(Dataset items)
>>

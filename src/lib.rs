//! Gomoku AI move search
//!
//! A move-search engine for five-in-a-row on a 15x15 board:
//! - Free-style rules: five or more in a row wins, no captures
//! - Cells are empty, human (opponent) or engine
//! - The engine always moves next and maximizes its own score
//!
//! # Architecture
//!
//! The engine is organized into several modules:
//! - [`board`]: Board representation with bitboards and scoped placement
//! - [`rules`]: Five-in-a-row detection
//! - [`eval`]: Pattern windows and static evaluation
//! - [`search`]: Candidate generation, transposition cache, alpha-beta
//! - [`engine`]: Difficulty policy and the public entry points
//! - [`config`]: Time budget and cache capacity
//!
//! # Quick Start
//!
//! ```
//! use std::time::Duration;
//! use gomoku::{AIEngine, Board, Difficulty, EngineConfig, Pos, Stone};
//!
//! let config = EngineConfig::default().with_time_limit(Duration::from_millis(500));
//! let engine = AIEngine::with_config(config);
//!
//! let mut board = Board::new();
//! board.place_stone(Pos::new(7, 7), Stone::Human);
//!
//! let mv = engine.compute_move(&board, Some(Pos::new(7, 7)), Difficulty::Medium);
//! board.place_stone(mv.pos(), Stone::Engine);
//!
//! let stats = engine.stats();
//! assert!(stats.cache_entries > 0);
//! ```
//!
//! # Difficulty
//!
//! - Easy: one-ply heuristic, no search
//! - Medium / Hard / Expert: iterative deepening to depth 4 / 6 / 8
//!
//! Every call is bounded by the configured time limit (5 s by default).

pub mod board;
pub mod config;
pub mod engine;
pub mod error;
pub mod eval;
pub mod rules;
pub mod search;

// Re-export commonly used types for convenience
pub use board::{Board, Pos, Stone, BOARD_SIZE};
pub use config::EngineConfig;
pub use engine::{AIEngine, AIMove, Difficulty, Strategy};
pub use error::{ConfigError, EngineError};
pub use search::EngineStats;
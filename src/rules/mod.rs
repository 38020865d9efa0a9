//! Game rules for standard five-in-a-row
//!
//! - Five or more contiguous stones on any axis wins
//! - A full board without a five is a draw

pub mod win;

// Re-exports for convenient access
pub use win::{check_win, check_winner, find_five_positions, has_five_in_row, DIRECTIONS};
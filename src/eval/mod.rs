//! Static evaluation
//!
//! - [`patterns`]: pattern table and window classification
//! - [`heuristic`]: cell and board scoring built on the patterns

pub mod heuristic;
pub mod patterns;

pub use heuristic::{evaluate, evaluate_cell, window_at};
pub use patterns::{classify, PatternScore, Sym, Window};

<<
>>

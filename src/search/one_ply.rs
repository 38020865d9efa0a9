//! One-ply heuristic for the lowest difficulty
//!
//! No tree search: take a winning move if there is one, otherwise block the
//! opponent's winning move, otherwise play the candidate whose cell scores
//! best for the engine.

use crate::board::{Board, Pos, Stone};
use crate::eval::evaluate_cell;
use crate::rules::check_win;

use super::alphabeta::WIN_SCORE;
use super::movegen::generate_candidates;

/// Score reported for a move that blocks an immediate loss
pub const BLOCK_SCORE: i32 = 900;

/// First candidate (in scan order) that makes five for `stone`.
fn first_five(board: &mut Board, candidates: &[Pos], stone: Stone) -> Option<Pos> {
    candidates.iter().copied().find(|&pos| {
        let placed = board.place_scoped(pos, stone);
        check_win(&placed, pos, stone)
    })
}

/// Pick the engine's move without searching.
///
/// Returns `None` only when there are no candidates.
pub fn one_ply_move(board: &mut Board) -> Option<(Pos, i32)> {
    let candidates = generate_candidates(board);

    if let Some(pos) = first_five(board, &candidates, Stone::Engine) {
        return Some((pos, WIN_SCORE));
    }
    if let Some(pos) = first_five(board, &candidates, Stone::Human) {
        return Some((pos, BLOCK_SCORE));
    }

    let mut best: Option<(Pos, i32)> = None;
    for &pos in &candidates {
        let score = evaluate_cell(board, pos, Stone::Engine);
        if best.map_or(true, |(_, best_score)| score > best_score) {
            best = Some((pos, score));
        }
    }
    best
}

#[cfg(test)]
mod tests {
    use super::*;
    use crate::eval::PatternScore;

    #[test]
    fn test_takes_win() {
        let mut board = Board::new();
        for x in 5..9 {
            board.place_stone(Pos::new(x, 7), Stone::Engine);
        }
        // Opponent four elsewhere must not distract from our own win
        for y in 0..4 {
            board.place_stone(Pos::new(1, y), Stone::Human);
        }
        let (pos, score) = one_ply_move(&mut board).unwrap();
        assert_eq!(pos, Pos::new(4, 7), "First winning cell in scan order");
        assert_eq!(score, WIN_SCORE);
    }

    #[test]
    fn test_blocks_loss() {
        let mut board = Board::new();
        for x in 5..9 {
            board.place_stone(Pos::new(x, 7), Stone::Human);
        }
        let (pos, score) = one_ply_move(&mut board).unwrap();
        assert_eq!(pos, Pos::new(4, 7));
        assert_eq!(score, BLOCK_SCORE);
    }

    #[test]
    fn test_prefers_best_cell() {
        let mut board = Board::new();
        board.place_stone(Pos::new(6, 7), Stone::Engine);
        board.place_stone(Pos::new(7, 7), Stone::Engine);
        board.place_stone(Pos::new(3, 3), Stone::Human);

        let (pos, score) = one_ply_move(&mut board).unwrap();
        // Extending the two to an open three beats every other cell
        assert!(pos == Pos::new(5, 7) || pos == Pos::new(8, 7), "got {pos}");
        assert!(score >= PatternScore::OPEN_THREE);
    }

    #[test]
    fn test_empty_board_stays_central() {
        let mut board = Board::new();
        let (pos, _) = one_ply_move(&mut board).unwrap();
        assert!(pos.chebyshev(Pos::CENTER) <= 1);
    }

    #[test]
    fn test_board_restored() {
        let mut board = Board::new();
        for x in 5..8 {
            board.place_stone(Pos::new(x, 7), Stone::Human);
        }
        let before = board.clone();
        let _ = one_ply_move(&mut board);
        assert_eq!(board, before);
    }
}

<<

> What this task involves
Take the records above and return, word for word, only the lines that fall from the line with "the lowest difficulty" to the line with "an immediate loss", both of them included.

> Exercise solution
//! One-ply heuristic for the lowest difficulty
//!
//! No tree search: take a winning move if there is one, otherwise block the
//! opponent's winning move, otherwise play the candidate whose cell scores
//! best for the engine.

use crate::board::{Board, Pos, Stone};
use crate::eval::evaluate_cell;
use crate::rules::check_win;

use super::alphabeta::WIN_SCORE;
use super::movegen::generate_candidates;

/// Score reported for a move that blocks an immediate loss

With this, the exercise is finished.